Foto: defence-ua.com

Er zählt zu den grossen Helden im ukrainischen Militär: Kyrylo Budanow (36) ist Nachrichtendirektor im ukrainischen Verteidigungsministerium und Generalmajor. Seit Monaten kämpft er strategisch an vorderster Front gegen das russische Militär. Jetzt sagt er in einem Interview mit dem Nachrichtenportal «Pravda»: «Die Russen attackieren keine Militärobjekte, sondern nur Zivilisten.»

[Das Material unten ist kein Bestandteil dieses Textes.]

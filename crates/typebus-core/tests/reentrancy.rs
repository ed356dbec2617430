use std::panic::{self, AssertUnwindSafe};
use std::sync::atomic::{AtomicBool, AtomicUsize, Ordering};
use std::sync::{Arc, Mutex};
use std::thread;

use typebus_core::{EventHandle, EventRegistry, Listener, SharedRegistry};

#[derive(Debug, Default, Clone)]
struct Ping {
    count: i32,
}

#[derive(Debug, Default, Clone)]
struct Pong;

fn registry<E: typebus_core::Event>() -> SharedRegistry<E> {
    Arc::new(EventRegistry::new())
}

#[test]
fn test_nested_raise_sees_same_subscriptions() {
    let reg = registry::<Ping>();
    let seen = Arc::new(Mutex::new(Vec::new()));

    let r = reg.clone();
    let s = seen.clone();
    let _h1 = EventHandle::subscribe_in(&reg, move |ping: &Ping| {
        s.lock().unwrap().push(("h1", ping.count, r.depth()));
        if ping.count == 0 {
            r.raise(&Ping { count: 1 });
        }
    });
    let s = seen.clone();
    let _h2 = EventHandle::subscribe_in(&reg, move |ping: &Ping| {
        s.lock().unwrap().push(("h2", ping.count, 0));
    });

    reg.raise(&Ping { count: 0 });

    assert_eq!(
        *seen.lock().unwrap(),
        vec![("h1", 0, 1), ("h1", 1, 2), ("h2", 1, 0), ("h2", 0, 0)]
    );
    assert_eq!(reg.depth(), 0);
}

#[test]
fn test_mutations_wait_for_outermost_raise_in_request_order() {
    let reg = registry::<Ping>();
    let h1 = EventHandle::subscribe_bare_in(&reg, || {});
    let h2 = EventHandle::subscribe_bare_in(&reg, || {});
    let h3 = EventHandle::subscribe_bare_in(&reg, || {});
    let h4 = EventHandle::inactive_in(&reg);
    h4.add_bare(typebus_core::BareListener::new(|| {}));

    let observed_inner = Arc::new(Mutex::new(None));

    let driver = EventHandle::inactive_in(&reg);
    {
        let r = reg.clone();
        let (h1, h4) = (h1.clone(), h4.clone());
        let observed = observed_inner.clone();
        driver.add(Listener::new(move |ping: &Ping| match ping.count {
            0 => {
                r.raise(&Ping { count: 1 });
                // Inner raise returned, but this registry is still dispatching.
                *observed.lock().unwrap() = Some((r.stats().pending, h1.is_active()));
            }
            1 => {
                h1.pause();
                h4.resume();
            }
            _ => {}
        }));
    }
    driver.resume();

    reg.raise(&Ping { count: 0 });

    assert_eq!(*observed_inner.lock().unwrap(), Some((2, true)));
    // h1 is swap-removed (driver takes its slot), then h4 is appended.
    assert!(!h1.is_active());
    assert_eq!(
        reg.active_ids(),
        vec![driver.id(), h2.id(), h3.id(), h4.id()]
    );
}

#[test]
fn test_fifo_drain_order_is_observable() {
    let reg = registry::<Ping>();
    let h1 = EventHandle::subscribe_bare_in(&reg, || {});
    let h2 = EventHandle::subscribe_bare_in(&reg, || {});
    let h4 = EventHandle::inactive_in(&reg);
    h4.add_bare(typebus_core::BareListener::new(|| {}));

    let (a, b) = (h1.clone(), h4.clone());
    let trigger = EventHandle::subscribe_bare_in(&reg, move || {
        a.pause();
        b.resume();
    });

    // active: [h1, h2, trigger]
    reg.raise(&Ping::default());

    // Applied in request order: h1 is swap-removed (trigger takes slot 0),
    // then h4 is appended. Reverse order would leave h4 in slot 0.
    assert_eq!(reg.active_ids(), vec![trigger.id(), h2.id(), h4.id()]);
    assert_eq!(trigger.index(), Some(0));
    assert_eq!(h4.index(), Some(2));
}

/// Registers a driver at slot 0 that runs `during` on every raise, followed
/// by `target`, `h2` and `h3` in slots 1..=3.
fn lifecycle_fixture<F>(
    during: F,
) -> (
    SharedRegistry<Ping>,
    EventHandle<Ping>,
    EventHandle<Ping>,
    EventHandle<Ping>,
    EventHandle<Ping>,
)
where
    F: Fn(&EventHandle<Ping>) + Send + Sync + 'static,
{
    let reg = registry::<Ping>();
    let target = EventHandle::inactive_in(&reg);
    target.add_bare(typebus_core::BareListener::new(|| {}));

    let t = target.clone();
    let driver = EventHandle::subscribe_bare_in(&reg, move || during(&t));
    target.resume();
    let h2 = EventHandle::subscribe_bare_in(&reg, || {});
    let h3 = EventHandle::subscribe_bare_in(&reg, || {});
    assert_eq!(target.index(), Some(1));
    (reg, driver, target, h2, h3)
}

#[test]
fn test_double_pause_inside_listener_removes_once() {
    let (reg, driver, target, h2, h3) = lifecycle_fixture(|t| {
        t.pause();
        t.pause();
    });

    reg.raise(&Ping::default());

    // One swap-removal: h3 takes slot 1, nothing else moves.
    assert_eq!(reg.len(), 3);
    assert_eq!(target.index(), None);
    assert_eq!(driver.index(), Some(0));
    assert_eq!(h3.index(), Some(1));
    assert_eq!(h2.index(), Some(2));
    assert_eq!(reg.active_ids(), vec![driver.id(), h3.id(), h2.id()]);
    assert_eq!(reg.stats().pending, 0);
}

#[test]
fn test_double_resume_inside_listener_registers_once() {
    let reg = registry::<Ping>();
    let fresh = EventHandle::inactive_in(&reg);
    fresh.add_bare(typebus_core::BareListener::new(|| {}));

    let f = fresh.clone();
    let _driver = EventHandle::subscribe_bare_in(&reg, move || {
        f.resume();
        f.resume();
    });

    reg.raise(&Ping::default());
    assert_eq!(reg.len(), 2);
    assert_eq!(fresh.index(), Some(1));

    // Already active: the queued requests are skipped when applied.
    reg.raise(&Ping::default());
    assert_eq!(reg.len(), 2);
    assert_eq!(fresh.index(), Some(1));
}

#[test]
fn test_pause_then_resume_inside_listener_stays_registered() {
    let (reg, driver, target, h2, h3) = lifecycle_fixture(|t| {
        t.pause();
        t.resume();
    });

    reg.raise(&Ping::default());

    // Removed (h3 fills slot 1), then appended again at the end.
    assert!(target.is_active());
    assert_eq!(reg.len(), 4);
    assert_eq!(
        reg.active_ids(),
        vec![driver.id(), h3.id(), h2.id(), target.id()]
    );
    assert_eq!(target.index(), Some(3));
}

#[test]
fn test_resume_then_pause_inside_listener_stays_unregistered() {
    let reg = registry::<Ping>();
    let calls = Arc::new(AtomicUsize::new(0));
    let fresh = EventHandle::inactive_in(&reg);
    let c = calls.clone();
    fresh.add_bare(typebus_core::BareListener::new(move || {
        c.fetch_add(1, Ordering::SeqCst);
    }));

    let f = fresh.clone();
    let driver = EventHandle::subscribe_bare_in(&reg, move || {
        f.resume();
        f.pause();
    });

    reg.raise(&Ping::default());
    assert!(!fresh.is_active());
    assert_eq!(reg.active_ids(), vec![driver.id()]);

    reg.raise(&Ping::default());
    assert_eq!(calls.load(Ordering::SeqCst), 0);
    assert!(!fresh.is_active());
}

#[test]
fn test_cross_registry_nested_raise_defers_on_both() {
    let pings = registry::<Ping>();
    let pongs = registry::<Pong>();

    let victim = EventHandle::subscribe_bare_in(&pings, || {});
    let pong_calls = Arc::new(AtomicUsize::new(0));

    let v = victim.clone();
    let p = pings.clone();
    let c = pong_calls.clone();
    let _pong_listener = EventHandle::subscribe_in(&pongs, move |_: &Pong| {
        c.fetch_add(1, Ordering::SeqCst);
        v.pause();
        assert_eq!(p.stats().pending, 1);
    });

    let q = pongs.clone();
    let _ping_listener = EventHandle::subscribe_in(&pings, move |_: &Ping| {
        q.raise(&Pong);
    });

    pings.raise(&Ping::default());
    assert_eq!(pong_calls.load(Ordering::SeqCst), 1);
    assert!(!victim.is_active());
    assert_eq!(pings.stats().pending, 0);
}

#[test]
fn test_one_shot_fires_once_per_outermost_raise() {
    let reg = registry::<Ping>();
    let fired = Arc::new(Mutex::new(Vec::new()));

    let r = reg.clone();
    let f = fired.clone();
    let _h = EventHandle::subscribe_in(&reg, move |ping: &Ping| {
        if ping.count < 3 {
            let f = f.clone();
            r.add_one_shot(move |p: &Ping| f.lock().unwrap().push(p.count));
            r.raise(&Ping {
                count: ping.count + 1,
            });
        }
    });

    reg.raise(&Ping { count: 0 });

    // All three one-shots fire once, with the outermost payload.
    assert_eq!(*fired.lock().unwrap(), vec![0, 0, 0]);
    assert_eq!(reg.stats().one_shots, 0);
}

#[test]
fn test_panicking_listener_restores_registry() {
    let reg = registry::<Ping>();
    let after_calls = Arc::new(AtomicUsize::new(0));
    let late = EventHandle::inactive_in(&reg);
    late.add_bare(typebus_core::BareListener::new(|| {}));

    let l = late.clone();
    let _first = EventHandle::subscribe_in(&reg, move |_: &Ping| l.resume());
    let _bomb = EventHandle::subscribe_in(&reg, |ping: &Ping| {
        if ping.count == 13 {
            panic!("listener failure");
        }
    });
    let a = after_calls.clone();
    let _after = EventHandle::subscribe_bare_in(&reg, move || {
        a.fetch_add(1, Ordering::SeqCst);
    });
    let one_shot_fired = Arc::new(AtomicBool::new(false));
    let o = one_shot_fired.clone();
    reg.add_one_shot_bare(move || o.store(true, Ordering::SeqCst));

    let result = panic::catch_unwind(AssertUnwindSafe(|| reg.raise(&Ping { count: 13 })));
    assert!(result.is_err());

    // Fail-fast: listeners after the panic are skipped.
    assert_eq!(after_calls.load(Ordering::SeqCst), 0);
    // Cleanup still ran: depth restored and deferred register applied.
    assert_eq!(reg.depth(), 0);
    assert_eq!(reg.stats().pending, 0);
    assert!(late.is_active());
    // One-shots wait for the next successful raise.
    assert!(!one_shot_fired.load(Ordering::SeqCst));

    reg.raise(&Ping { count: 1 });
    assert_eq!(after_calls.load(Ordering::SeqCst), 1);
    assert!(one_shot_fired.load(Ordering::SeqCst));
}

#[test]
fn test_dispatch_is_serialized_across_threads() {
    let reg = registry::<Ping>();
    let busy = Arc::new(AtomicBool::new(false));
    let total = Arc::new(AtomicUsize::new(0));

    let b = busy.clone();
    let t = total.clone();
    let _h = EventHandle::subscribe_in(&reg, move |_: &Ping| {
        assert!(!b.swap(true, Ordering::SeqCst), "overlapping dispatch");
        t.fetch_add(1, Ordering::SeqCst);
        b.store(false, Ordering::SeqCst);
    });

    let workers: Vec<_> = (0..4)
        .map(|_| {
            let reg = reg.clone();
            thread::spawn(move || {
                for i in 0..100 {
                    reg.raise(&Ping { count: i });
                    let extra = EventHandle::subscribe_bare_in(&reg, || {});
                    extra.dispose();
                }
            })
        })
        .collect();
    for worker in workers {
        worker.join().expect("worker panicked");
    }

    assert_eq!(total.load(Ordering::SeqCst), 400);
    assert_eq!(reg.len(), 1);
}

Budanow ist überzeugt, dass Russland vor allem ein Ziel hat: Panik verbreiten. «Panik und Angst sind die wichtigsten Waffen des Terrors», sagt er. Das Ziel sei es, erst die Energieversorgung im Land zu zerstören, danach sollen auch Stromexporte aus der Ukraine gestoppt werden, um das Land in den wirtschaftlichen Ruin zu stürzen. «Der Traum Russlands ist es, die Ukraine in völlige Dunkelheit und einen kalten Winter zu lassen.» Budanow ist aber überzeugt: So weit wird es nicht kommen. Noch sei die Situation nicht kritisch.

Allerdings warnt der Geheimdienstchef, dass die iranischen Shahed-Drohnen noch über längere Zeit ein Problem für die Ukraine darstellen können. «Wie man sieht, halten die Flugabwehrsysteme aber bislang stand, 70 Prozent der Drohnen werden abgeschossen», relativiert der Major. Die Drohnen könne Russland zwar nachbestellen. Raketen hingegen dürften im Arsenal der Kreml-Truppen langsam knapp werden.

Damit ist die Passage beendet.